** INFORMATION PROVIDED **

== Segment start ==

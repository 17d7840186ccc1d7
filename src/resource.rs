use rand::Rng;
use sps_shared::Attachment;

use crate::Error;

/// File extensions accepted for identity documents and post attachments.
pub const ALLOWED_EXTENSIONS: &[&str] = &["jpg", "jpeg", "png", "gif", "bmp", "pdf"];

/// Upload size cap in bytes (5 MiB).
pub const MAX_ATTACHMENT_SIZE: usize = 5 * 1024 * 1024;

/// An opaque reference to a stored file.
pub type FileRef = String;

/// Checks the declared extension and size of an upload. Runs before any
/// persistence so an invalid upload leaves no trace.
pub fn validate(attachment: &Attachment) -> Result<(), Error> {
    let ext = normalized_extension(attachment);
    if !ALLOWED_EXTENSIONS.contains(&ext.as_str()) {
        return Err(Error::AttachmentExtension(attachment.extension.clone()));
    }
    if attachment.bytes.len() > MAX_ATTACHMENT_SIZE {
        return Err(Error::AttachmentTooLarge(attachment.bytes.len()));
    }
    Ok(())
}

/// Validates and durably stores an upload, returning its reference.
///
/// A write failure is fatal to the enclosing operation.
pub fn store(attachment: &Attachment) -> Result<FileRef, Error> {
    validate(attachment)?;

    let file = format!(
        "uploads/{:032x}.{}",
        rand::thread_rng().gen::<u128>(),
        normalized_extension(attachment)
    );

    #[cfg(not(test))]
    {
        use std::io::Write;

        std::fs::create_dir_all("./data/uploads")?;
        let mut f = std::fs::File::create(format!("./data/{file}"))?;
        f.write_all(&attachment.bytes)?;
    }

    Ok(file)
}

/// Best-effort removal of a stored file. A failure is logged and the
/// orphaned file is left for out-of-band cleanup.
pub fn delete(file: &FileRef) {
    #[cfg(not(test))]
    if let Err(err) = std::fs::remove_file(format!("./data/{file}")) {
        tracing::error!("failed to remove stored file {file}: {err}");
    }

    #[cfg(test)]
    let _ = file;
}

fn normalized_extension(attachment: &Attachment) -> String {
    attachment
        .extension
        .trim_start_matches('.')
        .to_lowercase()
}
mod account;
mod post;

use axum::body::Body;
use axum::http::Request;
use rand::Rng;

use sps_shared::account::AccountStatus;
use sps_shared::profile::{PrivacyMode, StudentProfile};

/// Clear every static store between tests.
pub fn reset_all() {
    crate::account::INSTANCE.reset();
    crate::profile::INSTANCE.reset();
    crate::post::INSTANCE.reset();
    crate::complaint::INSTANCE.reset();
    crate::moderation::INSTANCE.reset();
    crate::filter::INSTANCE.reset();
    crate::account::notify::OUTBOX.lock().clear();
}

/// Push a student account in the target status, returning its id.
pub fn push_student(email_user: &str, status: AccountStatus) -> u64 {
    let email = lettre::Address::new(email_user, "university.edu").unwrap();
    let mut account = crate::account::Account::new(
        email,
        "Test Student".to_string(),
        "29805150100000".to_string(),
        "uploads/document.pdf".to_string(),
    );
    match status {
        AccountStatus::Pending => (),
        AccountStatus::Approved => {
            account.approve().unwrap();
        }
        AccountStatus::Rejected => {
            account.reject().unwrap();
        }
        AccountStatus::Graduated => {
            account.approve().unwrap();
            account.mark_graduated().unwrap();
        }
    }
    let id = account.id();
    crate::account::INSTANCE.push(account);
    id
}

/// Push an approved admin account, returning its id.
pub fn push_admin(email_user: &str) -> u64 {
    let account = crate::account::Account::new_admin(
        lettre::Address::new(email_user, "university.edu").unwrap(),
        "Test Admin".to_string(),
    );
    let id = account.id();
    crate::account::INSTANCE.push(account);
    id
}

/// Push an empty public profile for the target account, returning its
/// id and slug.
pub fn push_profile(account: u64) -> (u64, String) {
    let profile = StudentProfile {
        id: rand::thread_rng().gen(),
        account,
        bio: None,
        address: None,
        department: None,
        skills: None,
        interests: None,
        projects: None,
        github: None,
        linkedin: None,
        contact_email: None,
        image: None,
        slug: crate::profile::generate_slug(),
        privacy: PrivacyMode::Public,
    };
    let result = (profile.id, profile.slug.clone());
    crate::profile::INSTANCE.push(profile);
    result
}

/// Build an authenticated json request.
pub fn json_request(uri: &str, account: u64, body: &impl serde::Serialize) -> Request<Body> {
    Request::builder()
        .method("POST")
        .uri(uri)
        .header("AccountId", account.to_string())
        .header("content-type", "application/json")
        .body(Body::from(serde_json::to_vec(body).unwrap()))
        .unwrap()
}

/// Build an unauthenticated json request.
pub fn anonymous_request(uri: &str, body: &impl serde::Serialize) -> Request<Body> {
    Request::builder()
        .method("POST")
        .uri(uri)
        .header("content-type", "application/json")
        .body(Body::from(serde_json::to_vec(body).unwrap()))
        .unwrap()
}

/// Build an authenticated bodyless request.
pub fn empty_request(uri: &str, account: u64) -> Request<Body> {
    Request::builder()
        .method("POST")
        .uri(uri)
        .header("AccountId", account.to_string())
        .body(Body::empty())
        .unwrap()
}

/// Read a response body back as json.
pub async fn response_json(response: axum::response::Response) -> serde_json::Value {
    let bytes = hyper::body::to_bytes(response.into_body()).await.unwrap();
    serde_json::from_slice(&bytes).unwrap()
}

== Segment end ==

Only the lines from the one containing "pub fn empty_request(uri: &str, account: u64)" to the end of the data should be printed, exactly as they stand.

** EXERCISE OUTPUT **
pub fn empty_request(uri: &str, account: u64) -> Request<Body> {
    Request::builder()
        .method("POST")
        .uri(uri)
        .header("AccountId", account.to_string())
        .body(Body::empty())
        .unwrap()
}

/// Read a response body back as json.
pub async fn response_json(response: axum::response::Response) -> serde_json::Value {
    let bytes = hyper::body::to_bytes(response.into_body()).await.unwrap();
    serde_json::from_slice(&bytes).unwrap()
}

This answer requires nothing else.